(Collected data entries)
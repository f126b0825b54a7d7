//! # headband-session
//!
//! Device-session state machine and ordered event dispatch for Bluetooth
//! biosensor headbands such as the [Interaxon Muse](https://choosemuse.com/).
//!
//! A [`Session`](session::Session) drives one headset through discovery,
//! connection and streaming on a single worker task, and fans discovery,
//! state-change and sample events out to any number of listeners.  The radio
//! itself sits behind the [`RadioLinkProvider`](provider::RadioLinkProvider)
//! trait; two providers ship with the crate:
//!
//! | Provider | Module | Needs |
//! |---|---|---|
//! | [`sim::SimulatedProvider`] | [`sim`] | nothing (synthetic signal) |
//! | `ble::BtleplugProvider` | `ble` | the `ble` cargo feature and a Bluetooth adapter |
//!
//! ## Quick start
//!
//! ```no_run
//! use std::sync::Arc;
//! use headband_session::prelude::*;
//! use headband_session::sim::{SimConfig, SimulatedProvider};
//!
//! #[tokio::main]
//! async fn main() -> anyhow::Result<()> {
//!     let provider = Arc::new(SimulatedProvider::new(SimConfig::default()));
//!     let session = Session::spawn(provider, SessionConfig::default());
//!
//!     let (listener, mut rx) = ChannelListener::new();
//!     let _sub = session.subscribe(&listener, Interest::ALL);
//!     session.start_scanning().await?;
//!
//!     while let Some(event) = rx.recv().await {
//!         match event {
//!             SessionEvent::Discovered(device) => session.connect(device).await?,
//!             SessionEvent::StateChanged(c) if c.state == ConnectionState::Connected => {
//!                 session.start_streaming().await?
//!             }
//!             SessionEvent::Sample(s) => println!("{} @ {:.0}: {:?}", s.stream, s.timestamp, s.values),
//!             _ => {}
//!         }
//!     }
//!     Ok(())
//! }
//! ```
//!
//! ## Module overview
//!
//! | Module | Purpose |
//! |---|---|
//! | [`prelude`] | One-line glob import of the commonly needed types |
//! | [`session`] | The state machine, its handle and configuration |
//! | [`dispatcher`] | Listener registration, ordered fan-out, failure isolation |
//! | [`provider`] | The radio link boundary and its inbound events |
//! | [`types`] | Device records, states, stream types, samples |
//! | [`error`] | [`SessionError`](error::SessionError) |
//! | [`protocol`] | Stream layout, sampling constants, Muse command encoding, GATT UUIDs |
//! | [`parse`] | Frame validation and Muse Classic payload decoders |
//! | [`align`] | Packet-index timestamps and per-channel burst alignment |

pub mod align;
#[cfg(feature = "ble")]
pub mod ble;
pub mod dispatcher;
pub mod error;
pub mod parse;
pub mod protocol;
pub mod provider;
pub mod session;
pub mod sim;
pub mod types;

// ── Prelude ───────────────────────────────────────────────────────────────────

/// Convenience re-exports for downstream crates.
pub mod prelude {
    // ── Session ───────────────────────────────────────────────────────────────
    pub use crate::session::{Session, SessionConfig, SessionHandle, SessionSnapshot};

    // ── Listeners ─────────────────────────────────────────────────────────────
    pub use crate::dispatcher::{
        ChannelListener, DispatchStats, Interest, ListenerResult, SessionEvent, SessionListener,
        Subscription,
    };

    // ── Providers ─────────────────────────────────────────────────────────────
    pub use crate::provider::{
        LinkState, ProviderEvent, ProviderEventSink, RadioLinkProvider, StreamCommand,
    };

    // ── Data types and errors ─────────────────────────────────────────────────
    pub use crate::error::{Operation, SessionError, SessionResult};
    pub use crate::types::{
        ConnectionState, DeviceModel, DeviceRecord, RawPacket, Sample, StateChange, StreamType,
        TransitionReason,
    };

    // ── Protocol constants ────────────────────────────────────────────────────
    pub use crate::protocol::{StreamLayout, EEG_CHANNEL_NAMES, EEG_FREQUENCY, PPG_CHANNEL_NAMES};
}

==

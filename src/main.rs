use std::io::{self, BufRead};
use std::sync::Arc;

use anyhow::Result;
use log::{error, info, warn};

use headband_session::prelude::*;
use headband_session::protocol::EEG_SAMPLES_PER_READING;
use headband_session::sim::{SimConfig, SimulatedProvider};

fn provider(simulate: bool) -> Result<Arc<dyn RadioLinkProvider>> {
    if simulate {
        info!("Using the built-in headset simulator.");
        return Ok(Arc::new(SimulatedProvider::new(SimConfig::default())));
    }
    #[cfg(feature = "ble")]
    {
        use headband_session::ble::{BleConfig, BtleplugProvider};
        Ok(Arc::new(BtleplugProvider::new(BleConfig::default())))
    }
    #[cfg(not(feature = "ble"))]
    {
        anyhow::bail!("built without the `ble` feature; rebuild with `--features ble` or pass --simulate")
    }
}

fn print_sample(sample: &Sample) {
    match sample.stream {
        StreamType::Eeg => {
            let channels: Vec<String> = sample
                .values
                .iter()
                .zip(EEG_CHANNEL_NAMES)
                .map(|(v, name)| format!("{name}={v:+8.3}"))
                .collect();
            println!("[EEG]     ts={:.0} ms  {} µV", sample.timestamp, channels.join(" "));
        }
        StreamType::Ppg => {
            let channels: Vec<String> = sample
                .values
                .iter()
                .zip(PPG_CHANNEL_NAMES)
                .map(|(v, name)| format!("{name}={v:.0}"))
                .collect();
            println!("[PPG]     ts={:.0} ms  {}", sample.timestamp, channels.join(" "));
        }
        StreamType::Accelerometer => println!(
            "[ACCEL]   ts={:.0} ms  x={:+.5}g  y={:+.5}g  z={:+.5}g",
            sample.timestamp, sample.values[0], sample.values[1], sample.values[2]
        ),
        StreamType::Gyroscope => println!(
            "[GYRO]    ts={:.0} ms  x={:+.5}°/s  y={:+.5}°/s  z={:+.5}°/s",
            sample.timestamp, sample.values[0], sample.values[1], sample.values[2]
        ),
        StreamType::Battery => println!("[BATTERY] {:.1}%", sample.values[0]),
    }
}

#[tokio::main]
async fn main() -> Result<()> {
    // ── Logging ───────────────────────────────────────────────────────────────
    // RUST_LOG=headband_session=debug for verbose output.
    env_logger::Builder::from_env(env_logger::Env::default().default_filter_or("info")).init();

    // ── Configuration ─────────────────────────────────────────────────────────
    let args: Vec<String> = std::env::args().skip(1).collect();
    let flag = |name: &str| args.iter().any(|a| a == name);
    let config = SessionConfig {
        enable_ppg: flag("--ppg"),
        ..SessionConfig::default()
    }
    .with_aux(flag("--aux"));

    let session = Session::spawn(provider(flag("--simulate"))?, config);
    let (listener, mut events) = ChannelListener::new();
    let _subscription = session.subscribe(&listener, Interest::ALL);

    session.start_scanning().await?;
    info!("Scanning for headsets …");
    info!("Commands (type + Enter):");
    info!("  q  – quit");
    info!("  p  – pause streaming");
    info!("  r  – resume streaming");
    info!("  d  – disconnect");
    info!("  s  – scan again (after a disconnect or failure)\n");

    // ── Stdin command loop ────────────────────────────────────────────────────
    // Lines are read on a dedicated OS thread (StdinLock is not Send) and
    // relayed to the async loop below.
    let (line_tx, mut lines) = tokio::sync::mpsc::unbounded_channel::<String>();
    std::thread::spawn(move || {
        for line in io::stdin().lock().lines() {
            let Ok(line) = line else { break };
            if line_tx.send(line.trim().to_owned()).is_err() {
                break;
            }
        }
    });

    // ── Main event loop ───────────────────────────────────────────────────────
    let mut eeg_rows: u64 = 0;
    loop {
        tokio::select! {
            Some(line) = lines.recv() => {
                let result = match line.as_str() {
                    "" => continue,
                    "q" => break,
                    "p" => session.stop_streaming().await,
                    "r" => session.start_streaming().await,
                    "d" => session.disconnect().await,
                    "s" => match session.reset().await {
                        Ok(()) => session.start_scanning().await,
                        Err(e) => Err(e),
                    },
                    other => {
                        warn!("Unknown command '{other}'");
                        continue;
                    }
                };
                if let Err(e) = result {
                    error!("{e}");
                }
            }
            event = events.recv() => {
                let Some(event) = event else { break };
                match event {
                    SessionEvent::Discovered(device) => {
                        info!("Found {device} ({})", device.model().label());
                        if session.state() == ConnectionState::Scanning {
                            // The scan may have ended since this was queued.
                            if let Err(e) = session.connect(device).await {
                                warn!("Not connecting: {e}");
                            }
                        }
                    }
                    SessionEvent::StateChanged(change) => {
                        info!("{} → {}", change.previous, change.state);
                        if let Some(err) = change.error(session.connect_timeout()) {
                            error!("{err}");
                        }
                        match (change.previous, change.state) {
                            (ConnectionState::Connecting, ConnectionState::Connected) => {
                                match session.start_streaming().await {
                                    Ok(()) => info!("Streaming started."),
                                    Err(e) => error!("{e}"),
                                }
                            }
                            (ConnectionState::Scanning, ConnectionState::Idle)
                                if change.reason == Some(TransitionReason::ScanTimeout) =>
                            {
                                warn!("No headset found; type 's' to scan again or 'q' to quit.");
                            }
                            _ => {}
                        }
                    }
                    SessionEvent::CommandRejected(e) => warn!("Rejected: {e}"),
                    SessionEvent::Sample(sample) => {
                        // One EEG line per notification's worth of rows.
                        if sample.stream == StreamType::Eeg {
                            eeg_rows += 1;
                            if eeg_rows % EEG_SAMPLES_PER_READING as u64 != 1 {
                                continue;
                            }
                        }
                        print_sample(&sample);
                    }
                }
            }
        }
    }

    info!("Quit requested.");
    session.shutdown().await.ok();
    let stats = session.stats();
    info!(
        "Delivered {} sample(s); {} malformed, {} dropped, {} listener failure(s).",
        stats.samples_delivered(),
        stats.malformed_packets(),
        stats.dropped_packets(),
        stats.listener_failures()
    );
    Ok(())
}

* **AIM OF THE TASK**
Only the number is wanted: how many lines in the data include the word "again"?

* **ANSWER SPACE**
2